# Setting rules for routed packets



## legyndir (Oct 24, 2013)

I have two virtual machines running on VMware with bridge mode network interfaces. I want one of them (FreeBSD) to act as a gateway between the host OS and another VM, which also has bridge interfaces.
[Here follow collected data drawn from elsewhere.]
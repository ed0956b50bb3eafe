//! 認証トークンのデコードと検証

use crate::error::{LoginError, Result};
use crate::model::{AuthorizationRecord, Credential};
use base64::Engine;

/// 認証エントリを login / secret に分解する
///
/// - エンドポイントは `https:` で始まっていること
/// - トークンは標準 Base64 で、デコード結果は UTF-8 であること
/// - 最初の `:` で分割する (secret 側に `:` が残ってもよい)
pub fn decode(record: &AuthorizationRecord) -> Result<Credential> {
    if !record.endpoint.starts_with("https:") {
        return Err(LoginError::EndpointFormat(record.endpoint.clone()));
    }

    let decoded = base64::engine::general_purpose::STANDARD
        .decode(&record.encoded_token)
        .map_err(|e| LoginError::Encoding(format!("failed to decode token: {}", e)))?;

    let pair = String::from_utf8(decoded).map_err(|_| {
        LoginError::Encoding("decoded login:password pair is not valid utf8".to_string())
    })?;

    let (login, secret) = pair.split_once(':').ok_or(LoginError::TokenFormat)?;

    Ok(Credential {
        login: login.to_string(),
        secret: secret.to_string(),
    })
}
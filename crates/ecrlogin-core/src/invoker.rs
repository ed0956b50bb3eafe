//! コンテナクライアントの login サブコマンド実行
//!
//! secret は引数に載せず、子プロセスの stdin にだけ書き込みます。

use crate::error::{LoginError, Result};
use crate::model::LoginInvocation;
use async_trait::async_trait;
use std::io;
use std::process::Stdio;
use tokio::io::AsyncWriteExt;
use tokio::process::Command;

/// login コマンドの実行を抽象化するトレイト
#[async_trait]
pub trait LoginCommand: Send + Sync {
    /// `invocation` を実行し、`secret` を stdin に流し込む
    async fn run(&self, invocation: &LoginInvocation, secret: &str) -> Result<()>;
}

/// 実プロセスを起動する LoginCommand
///
/// stdout / stderr は親プロセスのものをそのまま引き継ぐ。
#[derive(Debug, Default)]
pub struct ProcessLogin;

impl ProcessLogin {
    pub fn new() -> Self {
        Self
    }
}

#[async_trait]
impl LoginCommand for ProcessLogin {
    async fn run(&self, invocation: &LoginInvocation, secret: &str) -> Result<()> {
        let failed = |message: String| LoginError::ExternalCommand {
            program: invocation.program.clone(),
            message,
        };

        tracing::debug!("Spawning: {}", invocation);

        let mut child = Command::new(&invocation.program)
            .args(&invocation.args)
            .stdin(Stdio::piped())
            .stdout(Stdio::inherit())
            .stderr(Stdio::inherit())
            .spawn()
            .map_err(|e| failed(format!("failed to start: {}", e)))?;

        // stdin を drop して EOF を通知する
        let mut write_error = None;
        if let Some(mut stdin) = child.stdin.take() {
            match stdin.write_all(secret.as_bytes()).await {
                Ok(()) => {}
                // stdin を読まずに終了したクライアントは終了ステータスで判定する
                Err(e) if e.kind() == io::ErrorKind::BrokenPipe => {
                    tracing::debug!(
                        "{} closed stdin before reading the password",
                        invocation.program
                    );
                }
                Err(e) => write_error = Some(e),
            }
        }

        let status = child
            .wait()
            .await
            .map_err(|e| failed(format!("failed to wait: {}", e)))?;

        if !status.success() {
            return Err(failed(status.to_string()));
        }

        if let Some(e) = write_error {
            return Err(failed(format!("failed to write password: {}", e)));
        }

        Ok(())
    }
}
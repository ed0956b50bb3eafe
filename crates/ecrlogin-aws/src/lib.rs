//! docker-login-ecr の AWS バックエンド
//!
//! リージョンを解決し (instance identity document を優先、無ければ
//! 環境変数と共有 config)、ECR から認証トークンを取得します。

pub mod fetcher;
pub mod resolver;

pub use fetcher::EcrTokenSource;
pub use resolver::{RegionLookup, load_sdk_config, lookup_instance_region};
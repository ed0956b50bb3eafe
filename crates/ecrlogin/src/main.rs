mod config;

use clap::Parser;
use config::{Config, usage};
use ecrlogin_aws::EcrTokenSource;
use ecrlogin_core::ProcessLogin;
use tracing_subscriber::EnvFilter;

#[derive(Parser)]
#[command(name = "docker-login-ecr", disable_help_flag = true)]
struct Cli {
    /// 使い方を表示
    #[arg(short, long)]
    help: bool,

    /// 受け付けるが使用しない
    #[arg(hide = true, trailing_var_arg = true)]
    rest: Vec<String>,
}

#[tokio::main]
async fn main() -> anyhow::Result<()> {
    let cli = Cli::parse();
    let program = config::program_name();

    if cli.help {
        eprintln!("{}", usage(&program));
        return Ok(());
    }

    // ログはstderrへ。通常は warn 以上のみ
    tracing_subscriber::fmt()
        .with_writer(std::io::stderr)
        .with_env_filter(
            EnvFilter::try_from_default_env().unwrap_or_else(|_| EnvFilter::new("warn")),
        )
        .init();

    if !cli.rest.is_empty() {
        tracing::debug!("Ignoring arguments: {:?}", cli.rest);
    }

    let config = Config::from_env(program);
    run(&config).await
}

async fn run(config: &Config) -> anyhow::Result<()> {
    tracing::debug!("{}: logging in with {}", config.program, config.client);

    let source = EcrTokenSource::from_environment().await?;
    ecrlogin_core::login(&source, &ProcessLogin::new(), &config.client).await?;
    Ok(())
}
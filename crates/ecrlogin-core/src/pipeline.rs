//! トークン取得から login 実行までの一連の処理

use crate::error::Result;
use crate::invoker::LoginCommand;
use crate::model::LoginInvocation;
use crate::source::{TokenSource, fetch_single};
use crate::token::decode;

/// ECR のトークンを取得してクライアントをログインさせる
///
/// 途中のどこかで失敗した場合、クライアントは起動しない。
pub async fn login<S, C>(source: &S, command: &C, client: &str) -> Result<()>
where
    S: TokenSource + ?Sized,
    C: LoginCommand + ?Sized,
{
    let record = fetch_single(source).await?;
    let credential = decode(&record)?;

    let invocation = LoginInvocation::new(client, &credential.login, &record.endpoint);
    println!("{}", trace_line(&invocation));

    command.run(&invocation, &credential.secret).await
}

/// 実行前に表示するコマンドライン (secret は含まない)
pub fn trace_line(invocation: &LoginInvocation) -> String {
    format!("running: {}", invocation)
}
Simply the configuration is as follows

```
Client (Windows)           Gateway (FreeBSD)          Server (Ubuntu)     
10.41.1.31   <--------------> 10.41.1.118(em2)                                    
10.41.0.187                   10.41.2.118(em1)<---------------> 10.41.2.121(eth0)
                              10.41.0.118(em0)
```

Mac addresses for the machines:
FreeBSD

```
# ifconfig
em0: ether 00:0c:29:dc:23:4e
     inet 10.41.0.118 netmask 0xffffff00 broadcast 10.41.0.255
     
em1: 00:0c:29:dc:23:58
     inet 10.41.2.118 netmask 0xffffff00 broadcast 10.41.2.255
     
em2: 00:0c:29:dc:23:62
     inet 10.41.1.118 netmask 0xffffff00 broadcast 10.41.1.255
```

Ubuntu

```
eth0: Link encap:Ethernet  HWaddr 00:0c:29:80:1e:f2 
            inet addr:10.41.2.121  Bcast:10.41.2.255  Mask:255.255.255.0
```
Windows: E0-2A-82-FB-0D-83

tracert in Windows confirms the gateway is working as expected:

```
C:\Windows\system32>tracert -d 10.41.2.121
  1    <1 ms    <1 ms    <1 ms  10.41.1.118
  2    <1 ms    <1 ms    <1 ms  10.41.2.121
```

I have also set the routing rules in Ubuntu for this trace, to use FreeBSD as a gateway for IP 10.41.1.31.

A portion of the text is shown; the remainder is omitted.